A huge thank you to both U.S. Rep. Billy Long and Sen. Roy Blunt for co-sponsoring the legislation in the House and Senate for Improving HOPE for Alzheimer’s (S. 880 / H.R. 1873).

Alzheimer’s and related dementias are a public health crisis that we can no longer afford to ignore, and many members of Congress, including several of our representatives from Missouri, are “on board” to address this crisis.

Every case of Alzheimer’s and related dementias is different, and care that meets the needs of these wonderful patients reflects this challenging symptom variety. 

My mom was diagnosed some 10 years ago at 65 with a “mild case of dementia” that slowly, over time, evolved into a diagnosis of Alzheimer’s disease. Without the help of the Alzheimer’s Association and our local area agency on aging, SeniorAge, we were a hopeless arrow without the feathers as far as how to get the best help for her. 

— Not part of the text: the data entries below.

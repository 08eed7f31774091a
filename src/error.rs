//! Error taxonomy for route construction and ping processing.

use thiserror::Error;

#[derive(Debug, Clone, PartialEq, Error)]
pub enum GeoError {
    /// Both coordinates round to zero, the "no fix" sentinel of most receivers.
    #[error("zero coordinate received")]
    ZeroCoordinate,
    #[error("invalid coordinate {lat}, {lng}")]
    InvalidCoordinate { lat: f64, lng: f64 },
    #[error("invalid timestamp {0}")]
    InvalidTimestamp(f64),
    #[error("timestamp {timestamp} precedes previous ping at {previous}")]
    TimestampRegression { previous: f64, timestamp: f64 },
    #[error("system clock unavailable: {0}")]
    Clock(String),
    #[error("duplicate coordinate {lat}, {lng}")]
    DuplicateCoordinate { lat: f64, lng: f64 },
    #[error("{elapsed:.1}s since previous ping exceeds limit of {limit:.1}s")]
    TimeGapExceeded { elapsed: f64, limit: f64 },
    #[error("{distance:.1}m jump from previous ping exceeds limit of {limit:.1}m")]
    DistanceGapExceeded { distance: f64, limit: f64 },
    #[error("buffer holds {len} of {capacity} pings")]
    BufferNotFull { len: usize, capacity: usize },
    #[error("ping is out of route")]
    OutOfRoute,
    #[error("no direction with net forward movement")]
    DirectionNotFound,
    #[error("notification {id} is {distance:.1}m from route, limit is {limit:.1}m")]
    NotificationDistanceLimitExceeded { id: String, distance: f64, limit: f64 },
    #[error("invalid notification zone: {0}")]
    InvalidZone(String),
    #[error("invalid configuration: {0}")]
    InvalidConfig(String),
    #[error("route needs at least 2 coordinates, got {0}")]
    NotEnoughCoordinates(usize),
    #[error("cannot resample a degenerate segment")]
    DegenerateSegment,
    #[error("polyline decode failed: {0}")]
    Polyline(String),
}

impl GeoError {
    /// Whether the pipeline dropped its buffers and active route before
    /// returning this error.
    pub fn resets_state(&self) -> bool {
        matches!(
            self,
            GeoError::ZeroCoordinate
                | GeoError::InvalidCoordinate { .. }
                | GeoError::TimestampRegression { .. }
                | GeoError::TimeGapExceeded { .. }
                | GeoError::DistanceGapExceeded { .. }
                | GeoError::OutOfRoute
                | GeoError::DirectionNotFound
        )
    }
}

pub type Result<T> = std::result::Result<T, GeoError>;
//! Track a simulated vehicle along two opposite directions of one street.
//!
//! Run with: cargo run --example track_route

use route_notifier::{
    sink_fn, Direction, DirectionConfig, Geo, GeoConfig, NotificationZone, TriggerKind,
};

fn main() {
    // A short street in London, driven in both directions
    let street = vec![
        (51.5074, -0.1278),
        (51.5080, -0.1290),
        (51.5090, -0.1300),
        (51.5100, -0.1310),
        (51.5110, -0.1320),
    ];
    let mut reversed = street.clone();
    reversed.reverse();

    let config = DirectionConfig::default();
    let mut outbound = Direction::from_coordinates("outbound", &street, config.clone()).unwrap();
    let inbound = Direction::from_coordinates("inbound", &reversed, config).unwrap();

    let sink = sink_fn(|kind, event| {
        let verb = match kind {
            TriggerKind::Entry => "approaching",
            TriggerKind::Leave => "left",
        };
        println!(
            "   >> {} {} on {} (neighbour: {})",
            verb,
            event.notification.id(),
            event.direction.id(),
            event.neighbour.map(|n| n.id()).unwrap_or("-")
        );
    });

    let zone = NotificationZone::new(60.0, 10.0, 60.0);
    outbound
        .add_notification("stop-a", "stops", 51.5080, -0.1290, zone, Some(sink.clone()))
        .unwrap();
    outbound
        .add_notification("stop-b", "stops", 51.5100, -0.1310, zone, Some(sink))
        .unwrap();

    println!("Directions:");
    println!("  outbound: {} points, {:.0}m", outbound.points().len(), outbound.length());
    println!("  inbound:  {} points, {:.0}m\n", inbound.points().len(), inbound.length());

    let mut geo = Geo::new(GeoConfig {
        buffer_limit: 4,
        adjustment_layer: Some("stops".to_string()),
        ..Default::default()
    });
    geo.add_direction(inbound);
    geo.add_direction(outbound);

    // Walk the outbound route points with a bit of sideways noise, 3 s apart
    let track: Vec<(f64, f64)> = geo
        .direction("outbound")
        .map(|d| {
            d.points()
                .iter()
                .step_by(2)
                .enumerate()
                .map(|(i, p)| {
                    let noise = if i % 2 == 0 { 0.00003 } else { -0.00003 };
                    (p.point().lat(), p.point().lng() + noise)
                })
                .collect()
        })
        .unwrap_or_default();

    println!("Pings:");
    for (i, (lat, lng)) in track.iter().enumerate() {
        match geo.ping_at(*lat, *lng, i as f64 * 3.0) {
            Ok(point) => {
                let matched = point.route_match().unwrap();
                print!(
                    "  #{:<3} {:>6.1}m on {:<8} (off by {:.1}m)",
                    i, matched.position, matched.direction_id, matched.distance
                );
                if let Some(adjusted) = point.adjusted() {
                    print!("  snapped to {:.5}, {:.5}", adjusted.lat(), adjusted.lng());
                }
                println!();
            }
            Err(err) => println!("  #{:<3} {}", i, err),
        }
    }
}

With the help of these two agencies, we were able to keep mom in her home for at least an extra year, improving her quality of life (and saving the taxpayers money in the process). 

In the fall, we had to place her in a memory unit of a local nursing home, where she is in final stages of the disease today.

Legislatively, the HOPE for Alzheimer’s Act worked its way through three Congressional sessions before it became obvious to CMS/Medicare that there needed to be a new code to reimburse costs for medical consultations regarding care planning upon a diagnosis of Alzheimer’s.

The Billing Code #99483 was implemented by CMS/Medicare in late 2016.  However, few medical practitioners were made aware of it, so it was rarely used, and care planning after diagnosis did not happen as the HOPE Act had intended. 

At the time, my family had not heard of its provisions.

Improving HOPE for Alzheimer’s will require CMS/Medicare to educate/train appropriate medical staff about the code and encourage its use to help families impacted by this horrible disease to learn about resources they can access and the important life considerations they must address: financial, legal, care planning, safety, etc. 

It is so critical in Alzheimer’s and related dementias for care teams to start planning early — at diagnosis — in these areas while the patient can best offer input and guidance and so that the family and friends can build a support structure that undergirds their care effort throughout the long haul of treatment. The training this bill supports gives confused families guidance that they desperately need when they need it.

Only six months into this 116th Congressional Session, there are now 33 members of the Senate and 59 members of the House as co-sponsors of this legislation.  Many thanks to U.S. Rep. Luetkemeyer for co-sponsoring Improving HOPE for Alzheimer’s, as well.

Thanks to our Congressional representatives and Alzheimer’s advocates from Missouri, we have made amazing progress in funding for Alzheimer’s and related dementias at the National Institutes of Health, as well as implementing NAPA, the Alzheimer’s Accountability Act, and the HOPE for Alzheimer’s Act. 

Mark Applegate is an Alzheimer's Association Greater Missouri Chapter advocate and a resident of Bolivar.